Pourquoi ce colloque ?
- Nous avons décidé, avec 11 associations, de réagir aux a priori, aux silences et à l'ignorance de l'opinion, des médias et des pouvoirs publics sur les problèmes relatifs à l'exploitation sexuelle, en particulier la prostitution. Alors que ce phénomène est en augmentation, notamment par le biais des réseaux internationaux avec les pays de l'Est. Plus grave, la prostitution enfantine progresse, en France, de façon souvent sournoise avec le développement d'Internet et des nouvelles technologies de communication. Or les médias n'abordent ce sujet qu'à travers les affaires de proxénétisme. Ils ignorent complètement les réalités sordides de ce « nouvel esclavage », selon l'expression de l'Organisation des Nations unies, qui brise des femmes, des hommes, des enfants de plus en plus jeunes. Il y a encore un tabou terrible sur ce drame. A tel point d'ailleurs que lorsqu'on aborde l'exclusion, on n'évoque jamais les prostitués. Un public « oublié » de la loi du 29 juillet 1998.

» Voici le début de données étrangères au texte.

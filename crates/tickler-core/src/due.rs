use crate::error::{Result, TicklerError};
use chrono::{DateTime, Duration, NaiveDate, NaiveTime, Utc};
use serde::Serialize;
use std::collections::BTreeSet;

/// `todo` is applied from this many days out.
const TODO_WITHIN_DAYS: i64 = 7;
/// `due` is applied from this many days out.
const DUE_WITHIN_DAYS: i64 = 1;

/// (minimum staleness, maximum days remaining) pairs for the upcoming notice.
/// The closer the deadline, the sooner an untouched ticket is nudged again.
const NUDGE_STEPS: [(i64, i64); 3] = [(30 * 24, 7), (7 * 24, 2), (24, 1)];

// ---------------------------------------------------------------------------
// NotificationDecision
// ---------------------------------------------------------------------------

#[derive(Debug, Clone, Default, PartialEq, Eq, Serialize)]
pub struct NotificationDecision {
    pub due_in_days: i64,
    pub labels_to_add: BTreeSet<String>,
    pub comment: Option<String>,
}

impl NotificationDecision {
    pub fn is_noop(&self) -> bool {
        self.labels_to_add.is_empty() && self.comment.is_none()
    }
}

// ---------------------------------------------------------------------------
// Notifier
// ---------------------------------------------------------------------------

pub struct Notifier {
    todo_label: String,
    due_label: String,
}

impl Default for Notifier {
    fn default() -> Self {
        Self::new("todo", "due")
    }
}

pub fn parse_due(value: &str) -> Result<NaiveDate> {
    NaiveDate::parse_from_str(value.trim(), "%Y-%m-%d").map_err(|source| {
        TicklerError::InvalidDate {
            value: value.to_string(),
            source,
        }
    })
}

/// The instant a due date falls due: UTC midnight at its start.
pub fn due_instant(due: NaiveDate) -> DateTime<Utc> {
    due.and_time(NaiveTime::MIN).and_utc()
}

/// Whole days from `now` until the due instant, counted in whole hours and
/// truncated toward zero. Zero within a day either side of the due instant,
/// negative once more than a day has passed.
pub fn days_until(due: NaiveDate, now: DateTime<Utc>) -> i64 {
    (due_instant(due) - now).num_hours() / 24
}

fn plural_days(n: i64) -> String {
    if n == 1 {
        "1 day".to_string()
    } else {
        format!("{n} days")
    }
}

impl Notifier {
    pub fn new(todo_label: impl Into<String>, due_label: impl Into<String>) -> Self {
        Self {
            todo_label: todo_label.into(),
            due_label: due_label.into(),
        }
    }

    pub fn evaluate(
        &self,
        due: &str,
        now: DateTime<Utc>,
        last_update: DateTime<Utc>,
        current_labels: &BTreeSet<String>,
    ) -> Result<NotificationDecision> {
        let due = parse_due(due)?;
        Ok(self.decide(due, now, last_update, current_labels))
    }

    pub fn decide(
        &self,
        due: NaiveDate,
        now: DateTime<Utc>,
        last_update: DateTime<Utc>,
        current_labels: &BTreeSet<String>,
    ) -> NotificationDecision {
        let due_in_days = days_until(due, now);
        let due_at = due_instant(due);

        let mut labels_to_add = BTreeSet::new();
        if due_in_days <= TODO_WITHIN_DAYS && !current_labels.contains(&self.todo_label) {
            labels_to_add.insert(self.todo_label.clone());
        }
        if due_in_days <= DUE_WITHIN_DAYS && !current_labels.contains(&self.due_label) {
            labels_to_add.insert(self.due_label.clone());
        }

        // Touching the ticket bumps `last_update`, which silences these until
        // it goes stale again.
        let untouched_since_due = last_update < due_at;
        let comment = match due_in_days {
            d if d < 0 => untouched_since_due
                .then(|| format!("This issue is overdue by {}", plural_days(-d))),
            0 => untouched_since_due.then(|| "This issue is due today".to_string()),
            d => {
                let stale = now - last_update;
                NUDGE_STEPS
                    .iter()
                    .any(|&(hours, within)| stale >= Duration::hours(hours) && d <= within)
                    .then(|| format!("This issue is due in {}", plural_days(d)))
            }
        };

        NotificationDecision {
            due_in_days,
            labels_to_add,
            comment,
        }
    }
}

Comment s'est passé le partenariat avec les associations ?
- Le travail d'aide et de réinsertion qu'elles mènent auprès des victimes de la prostitution est largement ignoré. Aussi ont-elles accueilli favorablement notre idée de lancer un cri fort auprès de nos contemporains pour susciter une prise de conscience. Toutefois, certaines associations de travailleurs sociaux se sont montrées choquées par l'intitulé du colloque : « Peuple de l'abîme, la prostitution aujourd'hui ». Mais cette formule, qui peut paraître trop dure vis-à-vis des prostitués, est surtout un signal d'alarme : des personnes vivent dans l'abîme, à quelques pas de nous, dans l'indifférence générale. Avec cependant l'idée, qu'au-delà de l'abîme, l'espoir peut renaître.
Concrètement qu'allez-vous demander le 16 mai ?
- Ce colloque, au cours duquel vont venir témoigner plusieurs anciennes prostituées, des philosophes et des juristes, vise d'abord à informer et ouvrir un débat de société sur une réalité que l'on veut nier, car elle est des plus dérangeante. Il sera d'ailleurs pour nous l'occasion de présenter Le livre noir de la prostitution (3). Nous lancerons également un appel solennel aux médias, citoyens et pouvoirs publics pour sortir de l'hypocrisie actuelle sur le phénomène. Néanmoins, la journée du 16 mai n'est que la première marche d'escalier. Nous avons bien l'intention de poursuivre le combat avec le groupe d'associations. Combat pour lequel nous espérons être à l'avenir plus nombreux.
Comment jugez-vous l'attitude actuelle du gouvernement sur la prostitution ?
- La France a une position claire en théorie. Abolitionniste, elle affiche comme objectifs la disparition de la prostitution et la lutte contre le proxénétisme. Or, dans les faits, l'attitude des pouvoirs publics est ambiguë. Si les lois sont bonnes, leur application est souvent plus ou moins laxiste : par exemple, les condamnations des proxénètes sont rarement sévères. Aussi, réclamons-nous d'abord l'application des textes. Nous proposons en outre la création d'un Haut Comité chargé de mettre en œuvre une politique cohérente à l'égard de la prostitution et rattaché au ministère de l'Emploi et de la Solidarité.
Propos recueillis par Isabelle Sarazin
(1) Association contre la prostitution enfantine, Altair, Amicale du Nid, Association nationale d'entraide, ANRS, Bureau international catholique de l'enfance, Equipes d'action contre le proxénétisme, La Bienvenue, Mouvement national Le Cri, Mouvement du Nid, Union contre le trafic des êtres humains.
(2) Fondation Scelles : 14, rue Mondétour - 75001 Paris - Tél. 01 40 26 04 45.
(3) Le livre noir de la prostitution - Ed. Albin Michel - 98 F.